Diagnosing Skin Cancer

Skin cancer is typically detected with a physical examination of the body. However, unless a biopsy is performed to remove and test the suspicious skin, your doctor won’t know for sure if it’s cancerous or not. A biopsy is the only sure way to diagnose skin cancer and the type of skin cancer.

Where your biopsy takes place depends on the size and place of the abnormal area of your skin. For some, a skin cancer biopsy may be done in a dermatologist’s office. For others, it may be done as an outpatient procedure in a clinic or hospital. Regardless of where you have your biopsy done, it will probably involve local anesthesia. You don’t typically need to be put “under” for this type of procedure.

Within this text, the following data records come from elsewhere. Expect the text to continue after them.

//! JSON layout documents.
//!
//! A document describes one tree of styled boxes and the owner it is laid out
//! in:
//!
//! ```json
//! {
//!   "owner": { "width": 400, "height": 250 },
//!   "config": { "roundPercentages": true },
//!   "root": {
//!     "name": "root",
//!     "style": { "width": "100%", "flexDirection": "row" },
//!     "children": [{ "name": "item", "style": { "flex": 1 } }]
//!   }
//! }
//! ```

use crate::error::TrellisError;
use serde::{Deserialize, Serialize};
use std::io::Read;
use std::sync::Arc;
use trellis_layout::{LayoutConfig, LayoutEngine, LayoutTree, LogObserver, NodeId, traverse};
use trellis_style::{StyleProps, parse_style};
use trellis_types::{Rect, Size};

/// One node of a document tree.
#[derive(Deserialize, Serialize, Debug, Clone, Default, PartialEq)]
#[serde(default)]
pub struct NodeSpec {
    #[serde(skip_serializing_if = "Option::is_none")]
    pub name: Option<String>,
    pub style: StyleProps,
    #[serde(skip_serializing_if = "Vec::is_empty")]
    pub children: Vec<NodeSpec>,
}

#[derive(Deserialize, Serialize, Debug, Clone, PartialEq)]
pub struct Document {
    pub owner: Size,
    #[serde(default)]
    pub config: LayoutConfig,
    pub root: NodeSpec,
}

impl Document {
    pub fn from_json(json: &str) -> Result<Self, TrellisError> {
        Ok(serde_json::from_str(json)?)
    }

    pub fn from_reader(reader: impl Read) -> Result<Self, TrellisError> {
        Ok(serde_json::from_reader(reader)?)
    }

    /// Overrides the owner dimensions where given.
    pub fn with_owner(mut self, width: Option<f32>, height: Option<f32>) -> Self {
        if let Some(width) = width {
            self.owner.width = width;
        }
        if let Some(height) = height {
            self.owner.height = height;
        }
        self
    }

    /// Builds the layout tree. Children keep their document order.
    pub fn build(&self) -> Result<(LayoutTree, NodeId), TrellisError> {
        let mut tree = LayoutTree::new();
        let root = tree.new_leaf(parse_style(&self.root.style));
        let mut pending = vec![(root, &self.root)];

        while let Some((id, spec)) = pending.pop() {
            if let Some(name) = &spec.name {
                tree.set_name(id, name.clone())?;
            }
            for child in &spec.children {
                let child_id = tree.new_leaf(parse_style(&child.style));
                tree.add_child(id, child_id)?;
                pending.push((child_id, child));
            }
        }

        Ok((tree, root))
    }

    /// Builds and lays out the document.
    pub fn layout(&self) -> Result<LayoutReport, TrellisError> {
        let (mut tree, root) = self.build()?;
        let engine = LayoutEngine::new(self.config).with_observer(Arc::new(LogObserver));
        engine.layout(&mut tree, root, self.owner)?;
        LayoutReport::from_tree(&tree, root)
    }
}

/// Final geometry of one node.
#[derive(Serialize, Deserialize, Debug, Clone, PartialEq)]
#[serde(rename_all = "camelCase")]
pub struct ReportNode {
    pub name: Option<String>,
    pub x: f32,
    pub y: f32,
    pub width: f32,
    pub height: f32,
    pub content_box: Rect,
}

/// The laid-out document, one entry per node in pre-order.
#[derive(Serialize, Deserialize, Debug, Clone, PartialEq, Default)]
#[serde(transparent)]
pub struct LayoutReport {
    pub nodes: Vec<ReportNode>,
}

impl LayoutReport {
    pub fn from_tree(tree: &LayoutTree, root: NodeId) -> Result<Self, TrellisError> {
        let nodes = traverse::pre_order(tree, root)
            .into_iter()
            .map(|id| {
                let metrics = tree.metrics(id)?;
                let node = &tree[id];
                Ok(ReportNode {
                    name: node.name().map(str::to_string),
                    x: metrics.x,
                    y: metrics.y,
                    width: metrics.width,
                    height: metrics.height,
                    content_box: node.resolved_content_box().unwrap_or(metrics),
                })
            })
            .collect::<Result<Vec<_>, TrellisError>>()?;
        Ok(Self { nodes })
    }

    /// The first node with the given name.
    pub fn find(&self, name: &str) -> Option<&ReportNode> {
        self.nodes
            .iter()
            .find(|node| node.name.as_deref() == Some(name))
    }
}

There are four common types of skin biopsies:

  • Shave Biopsy: The doctor uses a thin, sharp blade (similar to a razor) to shave off the abnormal growth from the top layers of skin (epidermis and a portion of the dermis).
  • Punch Biopsy: The doctor uses a circular tool to remove a small section of tissue from the abnormal area including, deeper layers (epidermis, dermis and superficial fat).
  • Incisional Biopsy: The doctor uses a scalpel to remove only part of the growth.
  • Excisional Biopsy: The doctor uses a scalpel to remove the entire growth and some tissue around it, including a portion of normal skin down to or through the fatty layer of skin.

If the doctor suspects that the skin cancer is melanoma, a shave biopsy is not typically used. For melanoma, an excisional biopsy is typically performed, or, if the growth is too large to be removed entirely, a tissue sample will be taken.